**Data extract**
# # #
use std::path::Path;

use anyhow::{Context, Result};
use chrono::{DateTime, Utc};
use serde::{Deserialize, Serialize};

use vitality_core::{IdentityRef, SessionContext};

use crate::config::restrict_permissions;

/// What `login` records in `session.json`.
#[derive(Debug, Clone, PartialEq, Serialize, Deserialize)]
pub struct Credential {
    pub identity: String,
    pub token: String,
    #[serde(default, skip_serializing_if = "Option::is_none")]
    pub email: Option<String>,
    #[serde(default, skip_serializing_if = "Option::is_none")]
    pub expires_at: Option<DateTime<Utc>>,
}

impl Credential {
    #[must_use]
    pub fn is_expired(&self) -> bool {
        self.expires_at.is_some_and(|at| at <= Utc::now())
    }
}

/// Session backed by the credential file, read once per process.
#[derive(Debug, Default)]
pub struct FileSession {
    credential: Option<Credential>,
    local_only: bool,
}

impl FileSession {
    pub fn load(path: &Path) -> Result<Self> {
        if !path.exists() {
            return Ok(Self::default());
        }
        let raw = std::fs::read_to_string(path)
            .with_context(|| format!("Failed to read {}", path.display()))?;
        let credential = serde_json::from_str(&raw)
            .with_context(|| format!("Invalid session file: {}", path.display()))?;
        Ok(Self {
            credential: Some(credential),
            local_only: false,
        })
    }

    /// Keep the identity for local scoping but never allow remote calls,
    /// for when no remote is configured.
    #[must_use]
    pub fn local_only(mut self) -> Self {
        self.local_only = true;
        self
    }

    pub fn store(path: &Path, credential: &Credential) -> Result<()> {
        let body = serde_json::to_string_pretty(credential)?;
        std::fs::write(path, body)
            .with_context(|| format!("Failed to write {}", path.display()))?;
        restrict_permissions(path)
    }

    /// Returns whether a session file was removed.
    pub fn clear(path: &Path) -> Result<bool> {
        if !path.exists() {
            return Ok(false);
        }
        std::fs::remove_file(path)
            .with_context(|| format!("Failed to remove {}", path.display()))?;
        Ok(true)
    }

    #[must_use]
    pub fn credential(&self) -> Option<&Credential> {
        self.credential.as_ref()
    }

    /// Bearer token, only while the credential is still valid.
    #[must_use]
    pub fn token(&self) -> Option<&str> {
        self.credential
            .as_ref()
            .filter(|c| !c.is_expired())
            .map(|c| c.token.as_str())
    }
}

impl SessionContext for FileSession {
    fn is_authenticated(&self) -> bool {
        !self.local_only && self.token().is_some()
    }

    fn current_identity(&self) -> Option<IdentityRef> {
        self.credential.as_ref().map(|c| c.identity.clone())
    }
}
# # #
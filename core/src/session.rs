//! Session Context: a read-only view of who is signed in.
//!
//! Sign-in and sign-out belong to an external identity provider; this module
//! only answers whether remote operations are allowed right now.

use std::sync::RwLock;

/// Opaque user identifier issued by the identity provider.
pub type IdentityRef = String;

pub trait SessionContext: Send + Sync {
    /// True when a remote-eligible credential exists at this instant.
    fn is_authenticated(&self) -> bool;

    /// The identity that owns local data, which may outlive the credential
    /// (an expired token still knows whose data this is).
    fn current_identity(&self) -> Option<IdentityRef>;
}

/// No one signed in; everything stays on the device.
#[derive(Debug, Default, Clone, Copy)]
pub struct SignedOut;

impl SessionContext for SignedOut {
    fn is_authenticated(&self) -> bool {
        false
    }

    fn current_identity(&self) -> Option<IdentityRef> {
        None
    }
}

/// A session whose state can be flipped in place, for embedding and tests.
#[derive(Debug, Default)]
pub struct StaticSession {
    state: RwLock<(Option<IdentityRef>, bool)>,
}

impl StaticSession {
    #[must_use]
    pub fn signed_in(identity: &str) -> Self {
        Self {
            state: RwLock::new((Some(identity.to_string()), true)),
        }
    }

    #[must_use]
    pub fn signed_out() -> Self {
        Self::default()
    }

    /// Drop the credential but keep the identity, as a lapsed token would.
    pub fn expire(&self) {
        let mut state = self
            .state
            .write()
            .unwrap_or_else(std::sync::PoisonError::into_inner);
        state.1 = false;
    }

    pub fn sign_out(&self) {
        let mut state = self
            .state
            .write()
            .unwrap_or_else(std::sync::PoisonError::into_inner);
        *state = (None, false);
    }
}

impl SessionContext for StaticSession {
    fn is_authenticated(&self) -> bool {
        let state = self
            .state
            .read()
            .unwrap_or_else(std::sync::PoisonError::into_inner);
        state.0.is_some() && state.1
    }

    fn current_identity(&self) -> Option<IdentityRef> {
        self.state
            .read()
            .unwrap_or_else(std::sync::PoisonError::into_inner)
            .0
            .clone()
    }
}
# # #
**What to do**
Above are the entries; copy out every line among them that contains the word "false".

**Response to the exercise**
            local_only: false,
            return Ok(false);
        false
        state.1 = false;
        *state = (None, false);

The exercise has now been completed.